This is the mail archive of the
systemtap@sourceware.org
mailing list for the systemtap project.
RE: offline elfutils processing committed
- From: Martin Hunt <hunt at redhat dot com>
- To: "Stone, Joshua I" <joshua dot i dot stone at intel dot com>
- Cc: "Frank Ch. Eigler" <fche at redhat dot com>, systemtap at sources dot redhat dot com
- Date: Mon, 06 Nov 2006 23:37:09 -0500
- Subject: RE: offline elfutils processing committed
- Organization: Red Hat Inc.
- References: <C56DB814FAA30B418C75310AC4BB279DE35064@scsmsx413.amr.corp.intel.com>
On Mon, 2006-11-06 at 14:15 -0800, Stone, Joshua I wrote:
> On Monday, November 06, 2006 1:18 PM, Martin Hunt wrote:
> > The point is damage control. Systemtap allocates too much memory and
> > oom killer gets active, the first thing it will kill is staprun and
> > that should unload the module (but this seems broken at the moment).
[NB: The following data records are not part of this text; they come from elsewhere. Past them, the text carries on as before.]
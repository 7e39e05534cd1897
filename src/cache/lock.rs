use std::sync::{LockResult, Mutex, MutexGuard, RwLock, RwLockReadGuard, RwLockWriteGuard};

use tracing::warn;

/// Take the guard even if another thread panicked while holding the lock.
fn recover<G>(result: LockResult<G>, target: &'static str, op: &'static str, kind: &str) -> G {
    result.unwrap_or_else(|poisoned| {
        warn!(
            op,
            target_module = target,
            lock_kind = kind,
            result = "poisoned_recovered",
            "Recovered from poisoned lock; state may predate the panic"
        );
        poisoned.into_inner()
    })
}

pub(crate) fn rw_read<'a, T>(
    lock: &'a RwLock<T>,
    target: &'static str,
    op: &'static str,
) -> RwLockReadGuard<'a, T> {
    recover(lock.read(), target, op, "rwlock.read")
}

pub(crate) fn rw_write<'a, T>(
    lock: &'a RwLock<T>,
    target: &'static str,
    op: &'static str,
) -> RwLockWriteGuard<'a, T> {
    recover(lock.write(), target, op, "rwlock.write")
}

pub(crate) fn mutex_lock<'a, T>(
    lock: &'a Mutex<T>,
    target: &'static str,
    op: &'static str,
) -> MutexGuard<'a, T> {
    recover(lock.lock(), target, op, "mutex.lock")
}
use serde::{Deserialize, Serialize};

/// Session-local flags driving the post-signup contact banner.
#[derive(Debug, Clone, Copy, PartialEq, Eq, Default, Serialize, Deserialize)]
#[serde(rename_all = "camelCase", default)]
pub struct OnboardingState {
    pub just_signed_up: bool,
    pub has_seen_banner: bool,
}

impl OnboardingState {
    pub fn mark_signed_up(&mut self) {
        self.just_signed_up = true;
    }

    pub fn should_show_banner(&self) -> bool {
        self.just_signed_up && !self.has_seen_banner
    }

    /// Returns whether the banner should show now; showing consumes the signup flag.
    pub fn take_banner(&mut self) -> bool {
        let show = self.should_show_banner();
        if show {
            self.just_signed_up = false;
        }
        show
    }

    pub fn dismiss_banner(&mut self) {
        self.has_seen_banner = true;
    }
}

#[cfg(test)]
mod tests {
    use super::*;

    #[test]
    fn banner_shows_once_after_signup() {
        let mut state = OnboardingState::default();
        assert!(!state.take_banner());

        state.mark_signed_up();
        assert!(state.take_banner());
        assert!(!state.take_banner());
    }

    #[test]
    fn dismissed_banner_stays_hidden() {
        let mut state = OnboardingState::default();
        state.dismiss_banner();
        state.mark_signed_up();
        assert!(!state.should_show_banner());
        assert!(!state.take_banner());
    }

    #[test]
    fn missing_fields_default_to_false() {
        let state: OnboardingState = serde_json::from_str("{}").expect("parse");
        assert_eq!(state, OnboardingState::default());
    }
}
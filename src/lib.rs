//! Client-side domain and query layer for the Feel the Slap social network.
//!
//! The crate is split the usual way: `domain` holds entities and pure rules,
//! `application` holds the boundary traits, the domain client, the cached
//! query layer and the session, `cache` holds the query cache machinery and
//! `infra` holds adapters (HTTP, in-memory, file storage, telemetry).

pub mod application;
pub mod cache;
pub mod config;
pub mod domain;
pub mod infra;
> > So we haven't really hurt the system.
>
> The goal is fine, but I don't think this accomplishes it. My
> understanding is that __alloc_pages will keep calling OOM until it is
> able to satisfy the request -- thus the module is blocked waiting for
> memory. The process might end up something like:
>
> stap module: allocate lots of memory
> __alloc_pages: Not enough memory -> OOM kill something (staprun)
> __alloc_pages: Still not enough memory -> OOM kill other stuff
> __alloc_pages: Yay, now we have enough memory!
> stap module: got some memory
> stap module: Oops, staprun is gone, better exit...
There are 2 different, but related problems. The one you describe is
easily fixed by using the GFP_NORETRY flag on our allocs. The second
problem is the one I was trying to describe. What happens when
systemtap's allocations succeed, but leave the system in a low memory
state such that other applications trigger the oom killer when they try
to allocate memory. In this case, we want staprun and the systemtap
module to be first to be killed. I haven't looked at the sources, but it
seems unlikely to me that the oom killer would be so fast that it would
kill staprun and then kill other processes before the module is also
killed and frees it's memory.
Martin